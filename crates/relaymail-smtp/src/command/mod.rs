//! Client command lines.
//!
//! Each [`Command`] renders to exactly one CRLF-terminated line. The DATA
//! payload is not a command; see [`crate::data`].

use crate::types::{Address, AuthMechanism};
use std::fmt;

/// A command line sent to the relay.
#[derive(Debug, Clone, PartialEq, Eq)]
pub enum Command {
    /// `EHLO <identity>`.
    Ehlo {
        /// Client identity.
        hostname: String,
    },
    /// `HELO <identity>`, sent once when EHLO is refused.
    Helo {
        /// Client identity.
        hostname: String,
    },
    /// `STARTTLS`.
    StartTls,
    /// `AUTH <mechanism> [initial-response]`.
    Auth {
        /// Selected mechanism.
        mechanism: AuthMechanism,
        /// Base64 initial response (RFC 4954), used by PLAIN.
        initial_response: Option<String>,
    },
    /// Base64 answer to a 334 continuation.
    AuthResponse(String),
    /// `MAIL FROM:<addr> [BODY=8BITMIME] [SIZE=n]`.
    MailFrom {
        /// Reverse path.
        from: Address,
        /// Declare an 8bit body (RFC 6152).
        eight_bit_mime: bool,
        /// Declared payload size (RFC 1870).
        size: Option<usize>,
    },
    /// `RCPT TO:<addr>`.
    RcptTo {
        /// Forward path.
        to: Address,
    },
    /// `DATA`.
    Data,
    /// `QUIT`.
    Quit,
}

impl Command {
    /// Wire form, CRLF included.
    #[must_use]
    pub fn serialize(&self) -> Vec<u8> {
        format!("{self}\r\n").into_bytes()
    }

    /// True when the line carries credentials.
    #[must_use]
    pub const fn is_sensitive(&self) -> bool {
        matches!(
            self,
            Self::AuthResponse(_)
                | Self::Auth {
                    initial_response: Some(_),
                    ..
                }
        )
    }

    /// The line as it may appear in logs.
    #[must_use]
    pub fn redacted(&self) -> String {
        match self {
            Self::AuthResponse(_) => "<redacted>".to_string(),
            Self::Auth {
                mechanism,
                initial_response: Some(_),
            } => format!("AUTH {mechanism} <redacted>"),
            _ => self.to_string(),
        }
    }
}

impl fmt::Display for Command {
    fn fmt(&self, f: &mut fmt::Formatter<'_>) -> fmt::Result {
        match self {
            Self::Ehlo { hostname } => write!(f, "EHLO {hostname}"),
            Self::Helo { hostname } => write!(f, "HELO {hostname}"),
            Self::StartTls => f.write_str("STARTTLS"),
            Self::Auth {
                mechanism,
                initial_response,
            } => {
                write!(f, "AUTH {mechanism}")?;
                match initial_response {
                    Some(response) => write!(f, " {response}"),
                    None => Ok(()),
                }
            }
            Self::AuthResponse(line) => f.write_str(line),
            Self::MailFrom {
                from,
                eight_bit_mime,
                size,
            } => {
                write!(f, "MAIL FROM:<{}>", from.as_str())?;
                if *eight_bit_mime {
                    f.write_str(" BODY=8BITMIME")?;
                }
                match size {
                    Some(size) => write!(f, " SIZE={size}"),
                    None => Ok(()),
                }
            }
            Self::RcptTo { to } => write!(f, "RCPT TO:<{}>", to.as_str()),
            Self::Data => f.write_str("DATA"),
            Self::Quit => f.write_str("QUIT"),
        }
    }
}

#[cfg(test)]
#[allow(clippy::unwrap_used, clippy::redundant_clone, clippy::manual_string_new, clippy::needless_collect, clippy::unreadable_literal, clippy::used_underscore_items, clippy::similar_names)]
mod tests {
    use super::*;

    fn addr(s: &str) -> Address {
        Address::new(s).unwrap()
    }

    #[test]
    fn greeting_commands() {
        let ehlo = Command::Ehlo {
            hostname: "client.example.com".into(),
        };
        let helo = Command::Helo {
            hostname: "client.example.com".into(),
        };
        assert_eq!(ehlo.serialize(), b"EHLO client.example.com\r\n");
        assert_eq!(helo.serialize(), b"HELO client.example.com\r\n");
        assert_eq!(Command::StartTls.serialize(), b"STARTTLS\r\n");
    }

    #[test]
    fn plain_initial_response_is_redacted() {
        let cmd = Command::Auth {
            mechanism: AuthMechanism::Plain,
            initial_response: Some("AHVzZXIAcGFzcw==".into()),
        };
        assert_eq!(cmd.serialize(), b"AUTH PLAIN AHVzZXIAcGFzcw==\r\n");
        assert!(cmd.is_sensitive());
        assert_eq!(cmd.redacted(), "AUTH PLAIN <redacted>");
    }

    #[test]
    fn challenge_mechanisms_start_bare() {
        let cmd = Command::Auth {
            mechanism: AuthMechanism::CramMd5,
            initial_response: None,
        };
        assert_eq!(cmd.serialize(), b"AUTH CRAM-MD5\r\n");
        assert!(!cmd.is_sensitive());
        assert_eq!(cmd.redacted(), "AUTH CRAM-MD5");

        let answer = Command::AuthResponse("dXNlcg==".into());
        assert_eq!(answer.serialize(), b"dXNlcg==\r\n");
        assert_eq!(answer.redacted(), "<redacted>");
        assert_eq!(Command::AuthResponse(String::new()).serialize(), b"\r\n");
    }

    #[test]
    fn mail_from_parameters() {
        let bare = Command::MailFrom {
            from: addr("sender@example.com"),
            eight_bit_mime: false,
            size: None,
        };
        assert_eq!(bare.serialize(), b"MAIL FROM:<sender@example.com>\r\n");

        let full = Command::MailFrom {
            from: addr("sender@example.com"),
            eight_bit_mime: true,
            size: Some(12345),
        };
        assert_eq!(
            full.serialize(),
            b"MAIL FROM:<sender@example.com> BODY=8BITMIME SIZE=12345\r\n"
        );
    }

    #[test]
    fn transaction_commands() {
        let rcpt = Command::RcptTo {
            to: addr("recipient@example.com"),
        };
        assert_eq!(rcpt.serialize(), b"RCPT TO:<recipient@example.com>\r\n");
        assert_eq!(rcpt.redacted(), "RCPT TO:<recipient@example.com>");
        assert_eq!(Command::Data.serialize(), b"DATA\r\n");
        assert_eq!(Command::Quit.serialize(), b"QUIT\r\n");
    }
}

——————

- **Task objective**
Output the entire listing exactly, including each line.

- **Output**
filename crates/relaymail-smtp/src/command/mod.rs
//! Client command lines.
//!
//! Each [`Command`] renders to exactly one CRLF-terminated line. The DATA
//! payload is not a command; see [`crate::data`].

use crate::types::{Address, AuthMechanism};
use std::fmt;

/// A command line sent to the relay.
#[derive(Debug, Clone, PartialEq, Eq)]
pub enum Command {
    /// `EHLO <identity>`.
    Ehlo {
        /// Client identity.
        hostname: String,
    },
    /// `HELO <identity>`, sent once when EHLO is refused.
    Helo {
        /// Client identity.
        hostname: String,
    },
    /// `STARTTLS`.
    StartTls,
    /// `AUTH <mechanism> [initial-response]`.
    Auth {
        /// Selected mechanism.
        mechanism: AuthMechanism,
        /// Base64 initial response (RFC 4954), used by PLAIN.
        initial_response: Option<String>,
    },
    /// Base64 answer to a 334 continuation.
    AuthResponse(String),
    /// `MAIL FROM:<addr> [BODY=8BITMIME] [SIZE=n]`.
    MailFrom {
        /// Reverse path.
        from: Address,
        /// Declare an 8bit body (RFC 6152).
        eight_bit_mime: bool,
        /// Declared payload size (RFC 1870).
        size: Option<usize>,
    },
    /// `RCPT TO:<addr>`.
    RcptTo {
        /// Forward path.
        to: Address,
    },
    /// `DATA`.
    Data,
    /// `QUIT`.
    Quit,
}

impl Command {
    /// Wire form, CRLF included.
    #[must_use]
    pub fn serialize(&self) -> Vec<u8> {
        format!("{self}\r\n").into_bytes()
    }

    /// True when the line carries credentials.
    #[must_use]
    pub const fn is_sensitive(&self) -> bool {
        matches!(
            self,
            Self::AuthResponse(_)
                | Self::Auth {
                    initial_response: Some(_),
                    ..
                }
        )
    }

    /// The line as it may appear in logs.
    #[must_use]
    pub fn redacted(&self) -> String {
        match self {
            Self::AuthResponse(_) => "<redacted>".to_string(),
            Self::Auth {
                mechanism,
                initial_response: Some(_),
            } => format!("AUTH {mechanism} <redacted>"),
            _ => self.to_string(),
        }
    }
}

impl fmt::Display for Command {
    fn fmt(&self, f: &mut fmt::Formatter<'_>) -> fmt::Result {
        match self {
            Self::Ehlo { hostname } => write!(f, "EHLO {hostname}"),
            Self::Helo { hostname } => write!(f, "HELO {hostname}"),
            Self::StartTls => f.write_str("STARTTLS"),
            Self::Auth {
                mechanism,
                initial_response,
            } => {
                write!(f, "AUTH {mechanism}")?;
                match initial_response {
                    Some(response) => write!(f, " {response}"),
                    None => Ok(()),
                }
            }
            Self::AuthResponse(line) => f.write_str(line),
            Self::MailFrom {
                from,
                eight_bit_mime,
                size,
            } => {
                write!(f, "MAIL FROM:<{}>", from.as_str())?;
                if *eight_bit_mime {
                    f.write_str(" BODY=8BITMIME")?;
                }
                match size {
                    Some(size) => write!(f, " SIZE={size}"),
                    None => Ok(()),
                }
            }
            Self::RcptTo { to } => write!(f, "RCPT TO:<{}>", to.as_str()),
            Self::Data => f.write_str("DATA"),
            Self::Quit => f.write_str("QUIT"),
        }
    }
}

#[cfg(test)]
#[allow(clippy::unwrap_used, clippy::redundant_clone, clippy::manual_string_new, clippy::needless_collect, clippy::unreadable_literal, clippy::used_underscore_items, clippy::similar_names)]
mod tests {
    use super::*;

    fn addr(s: &str) -> Address {
        Address::new(s).unwrap()
    }

    #[test]
    fn greeting_commands() {
        let ehlo = Command::Ehlo {
            hostname: "client.example.com".into(),
        };
        let helo = Command::Helo {
            hostname: "client.example.com".into(),
        };
        assert_eq!(ehlo.serialize(), b"EHLO client.example.com\r\n");
        assert_eq!(helo.serialize(), b"HELO client.example.com\r\n");
        assert_eq!(Command::StartTls.serialize(), b"STARTTLS\r\n");
    }

    #[test]
    fn plain_initial_response_is_redacted() {
        let cmd = Command::Auth {
            mechanism: AuthMechanism::Plain,
            initial_response: Some("AHVzZXIAcGFzcw==".into()),
        };
        assert_eq!(cmd.serialize(), b"AUTH PLAIN AHVzZXIAcGFzcw==\r\n");
        assert!(cmd.is_sensitive());
        assert_eq!(cmd.redacted(), "AUTH PLAIN <redacted>");
    }

    #[test]
    fn challenge_mechanisms_start_bare() {
        let cmd = Command::Auth {
            mechanism: AuthMechanism::CramMd5,
            initial_response: None,
        };
        assert_eq!(cmd.serialize(), b"AUTH CRAM-MD5\r\n");
        assert!(!cmd.is_sensitive());
        assert_eq!(cmd.redacted(), "AUTH CRAM-MD5");

        let answer = Command::AuthResponse("dXNlcg==".into());
        assert_eq!(answer.serialize(), b"dXNlcg==\r\n");
        assert_eq!(answer.redacted(), "<redacted>");
        assert_eq!(Command::AuthResponse(String::new()).serialize(), b"\r\n");
    }

    #[test]
    fn mail_from_parameters() {
        let bare = Command::MailFrom {
            from: addr("sender@example.com"),
            eight_bit_mime: false,
            size: None,
        };
        assert_eq!(bare.serialize(), b"MAIL FROM:<sender@example.com>\r\n");

        let full = Command::MailFrom {
            from: addr("sender@example.com"),
            eight_bit_mime: true,
            size: Some(12345),
        };
        assert_eq!(
            full.serialize(),
            b"MAIL FROM:<sender@example.com> BODY=8BITMIME SIZE=12345\r\n"
        );
    }

    #[test]
    fn transaction_commands() {
        let rcpt = Command::RcptTo {
            to: addr("recipient@example.com"),
        };
        assert_eq!(rcpt.serialize(), b"RCPT TO:<recipient@example.com>\r\n");
        assert_eq!(rcpt.redacted(), "RCPT TO:<recipient@example.com>");
        assert_eq!(Command::Data.serialize(), b"DATA\r\n");
        assert_eq!(Command::Quit.serialize(), b"QUIT\r\n");
    }
}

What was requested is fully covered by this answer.